In Egypt, the January 2011 popular revolt that overthrew former president Hosni Mubarak brought short-lived hope to LGBT activists. Mubarak’s government had overseen a massive crackdown on gay men in the early 2000s, intended in part, according to one Egyptian activist, “to present an image as the guardian of public virtue, to deflate an Islamist opposition movement that appear[ed] to be gaining support every day.” But the increasingly authoritarian turn of Egypt’s governments after Mubarak’s ouster, especially under President Abdel Fattah al-Sisi, dashed hopes for radical reforms. Even worse, gains of the 2011 uprising, including enhanced freedom of speech and assembly, were erased when the military orchestrated the forcible removal of elected president Mohamed Morsy in July 2013. Since al-Sisi, then defense minister, became president in 2014, the government has adopted Mubarak’s strategy of scapegoating LGBT people, apparently as a method of proving his religiously conservative credentials and staving off Islamist challenges.

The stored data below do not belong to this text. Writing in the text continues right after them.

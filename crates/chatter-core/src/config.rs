//! Scheduler and segmenter configuration.

use std::path::PathBuf;
use std::time::Duration;

use anyhow::{bail, Result};

/// Cadence and parallelism for one scheduler loop.
#[derive(Debug, Clone)]
pub struct StageLoopConfig {
    /// Pause between scheduling rounds.
    pub interval: Duration,
    /// Maximum units in flight within a round.
    pub max_concurrency: usize,
}

impl StageLoopConfig {
    pub fn new(interval: Duration, max_concurrency: usize) -> Self {
        Self {
            interval,
            max_concurrency,
        }
    }
}

/// Word-window parameters for categorization.
#[derive(Debug, Clone)]
pub struct SegmenterConfig {
    /// Words per categorization prompt.
    pub window_size: usize,
    /// Words shared between consecutive windows.
    pub overlap: usize,
}

impl Default for SegmenterConfig {
    fn default() -> Self {
        Self {
            window_size: 20,
            overlap: 10,
        }
    }
}

/// Configuration for the scheduler and its collaborators.
#[derive(Debug, Clone)]
pub struct PipelineConfig {
    pub convert: StageLoopConfig,
    pub transcribe: StageLoopConfig,
    pub categorize: StageLoopConfig,
    pub segmenter: SegmenterConfig,
    /// Directory converted WAV files are written to.
    pub wav_dir: PathBuf,
}

impl Default for PipelineConfig {
    fn default() -> Self {
        Self {
            convert: StageLoopConfig::new(Duration::from_secs(5), 10),
            transcribe: StageLoopConfig::new(Duration::from_secs(5), 10),
            categorize: StageLoopConfig::new(Duration::from_secs(10), 5),
            segmenter: SegmenterConfig::default(),
            wav_dir: PathBuf::from("converted_wav"),
        }
    }
}

impl PipelineConfig {
    /// Reject values that would stall or livelock the scheduler.
    pub fn validate(&self) -> Result<()> {
        for (stage, cfg) in [
            ("convert", &self.convert),
            ("transcribe", &self.transcribe),
            ("categorize", &self.categorize),
        ] {
            if cfg.interval.is_zero() {
                bail!("{stage}: interval must be non-zero");
            }
            if cfg.max_concurrency == 0 {
                bail!("{stage}: max_concurrency must be at least 1");
            }
        }
        if self.segmenter.window_size == 0 {
            bail!("segmenter: window_size must be at least 1");
        }
        // An overlap as large as the window would re-issue the same window
        // forever.
        if self.segmenter.overlap >= self.segmenter.window_size {
            bail!("segmenter: overlap must be smaller than window_size");
        }
        Ok(())
    }
}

One positive outcome of the Arab uprisings has been that across the region, they galvanized countless LGBT individuals to take part in activism for the first time and left them with new tools for mobilization and alliance-building. Dalia Abdel Hameed of the Egyptian Initiative for Personal Rights (EIPR) explained that since the revolution, activists in Egypt working with LGBT groups and with what she described as leftist or revolutionary political organizations speak more freely about gender and sexuality, and articulate them within a human rights framework:
The revolution created a different imaginary and ways of advocating rights and articulating causes that was never conceivable before 2011. Specifically on gender and sexuality, there is a paradigm shift, a change in the way young people think about gender and sexuality, related to the sexual violence in Tahrir and the activism around it.
A gay Egyptian activist, asked about what impact the 2011 uprisings had on LGBT organizing, said:
The Arab Spring? It produced me. I was involved in LGBT groups since 2008, but they were always afraid to do much. From 2011, when Mubarak was ousted, it was like there was nothing called a mountain, there was nothing that could not be destroyed.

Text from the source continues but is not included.